In deciding upon the proposed route, the committee have been anxious, at considerable inconvenience and expense, to select a line which may not only be eligible.... but may be as little objectionable as possible, with reference to individual and local interest.

The ground has been surveyed by eminent engineers, and the estimated expense of a railroad, upon the most improved construction, including the charge for locomotive engines to be employed on the line, and other contingencies, is £400,000 - which sum it is proposed to raise in 4,000 shares of £100 each.

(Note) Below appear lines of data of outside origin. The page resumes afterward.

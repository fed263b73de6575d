//! JSON document storage and the state-directory lock
//!
//! Every persisted artifact (knowledge base, index, ledger, feedback log,
//! custom rules) is a single JSON document read and written wholesale.
//! Writes go to a sibling temp file first and are renamed into place so a
//! crash never leaves a half-written document behind.

use crate::error::{Result, RsiError};
use serde::de::DeserializeOwned;
use serde::Serialize;
use std::path::{Path, PathBuf};

/// Read a JSON document. `Ok(None)` when the file does not exist.
pub async fn read_json<T: DeserializeOwned>(path: &Path) -> Result<Option<T>> {
    let content = match tokio::fs::read_to_string(path).await {
        Ok(content) => content,
        Err(e) if e.kind() == std::io::ErrorKind::NotFound => return Ok(None),
        Err(e) => return Err(e.into()),
    };
    let value = serde_json::from_str(&content)?;
    Ok(Some(value))
}

/// Read a JSON document, falling back to `T::default()` when the file is
/// missing or unreadable. Used for state that is allowed to self-heal.
pub async fn read_json_or_default<T: DeserializeOwned + Default>(path: &Path) -> T {
    match read_json(path).await {
        Ok(Some(value)) => value,
        Ok(None) => T::default(),
        Err(e) => {
            tracing::warn!("Ignoring unreadable document {}: {}", path.display(), e);
            T::default()
        }
    }
}

/// Serialize `value` as pretty JSON and atomically replace `path`.
pub async fn write_json<T: Serialize + ?Sized>(path: &Path, value: &T) -> Result<()> {
    let content = serde_json::to_string_pretty(value)?;

    if let Some(parent) = path.parent() {
        if !parent.as_os_str().is_empty() {
            tokio::fs::create_dir_all(parent).await?;
        }
    }

    let tmp = tmp_path(path);
    tokio::fs::write(&tmp, content).await?;
    tokio::fs::rename(&tmp, path).await?;
    Ok(())
}

fn tmp_path(path: &Path) -> PathBuf {
    let mut name = path
        .file_name()
        .map(|n| n.to_os_string())
        .unwrap_or_default();
    name.push(".tmp");
    path.with_file_name(name)
}

/// Advisory single-writer lock over the state directory.
///
/// The lock file is created exclusively and removed when the guard drops.
/// A stale lock left behind by a killed process must be removed by hand.
#[derive(Debug)]
pub struct StateLock {
    path: PathBuf,
}

impl StateLock {
    /// File name of the lock inside the state directory
    pub const FILE_NAME: &'static str = "rsi.lock";

    /// Acquire the lock, failing with [`RsiError::Locked`] if it is held.
    pub fn acquire(state_dir: &Path) -> Result<Self> {
        std::fs::create_dir_all(state_dir)?;
        let path = state_dir.join(Self::FILE_NAME);

        match std::fs::OpenOptions::new()
            .write(true)
            .create_new(true)
            .open(&path)
        {
            Ok(mut file) => {
                use std::io::Write;
                writeln!(file, "{}", std::process::id())?;
                tracing::debug!("Acquired state lock {}", path.display());
                Ok(Self { path })
            }
            Err(e) if e.kind() == std::io::ErrorKind::AlreadyExists => Err(RsiError::Locked(path)),
            Err(e) => Err(e.into()),
        }
    }
}

impl Drop for StateLock {
    fn drop(&mut self) {
        if let Err(e) = std::fs::remove_file(&self.path) {
            tracing::warn!("Failed to release state lock {}: {}", self.path.display(), e);
        }
    }
}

The total quantity of merchandise passing between Liverpool and Manchester is estimated, by the lowest computation, at 1,000 tons per day. The bulk of this merchandise is transported either by the Duke of Bridgewater's Canal, or the Mersey and Irwell Navigation. By both of these conveyances goods must pass up the river Mersey, a distance of 16 or 18 miles, subject to serious delays from contrary winds, and not unfrequently, to actual loss or damage from tempestuous weather. The average length of passage, by these conveyances, including the customary detention on the wharfs, may be taken at 36 hours.... The average charge upon merchandise for the last 14 years has been about 15s. per ton.

By the projected railroad, the transit of merchandise between Liverpool and Manchester will be effected in four or five hours, and the charge to the merchant will be reduced at least one-third. Here, then, will be accomplished an immense pecuniary saving to the public, over and above what is perhaps still more important, the economyy of time.... It will afford a stimulus to the productive industry of the country; it will give a new impulse to the powers of accumulation, the value and importance of which can be fully understood only by those who are aware how seriously commerce may be impeded by petty restrictions, and how commercial enterprise is encouraged and promoted by an adherence to the principles of fair competition and free trade.

(2) Thomas Wood describing a train journey in 1845.

I took a train to Rochdale... We were put into a truck worse and more exposed than cattle trucks. There were seats, or forms to sit on, but they were swimming with rain.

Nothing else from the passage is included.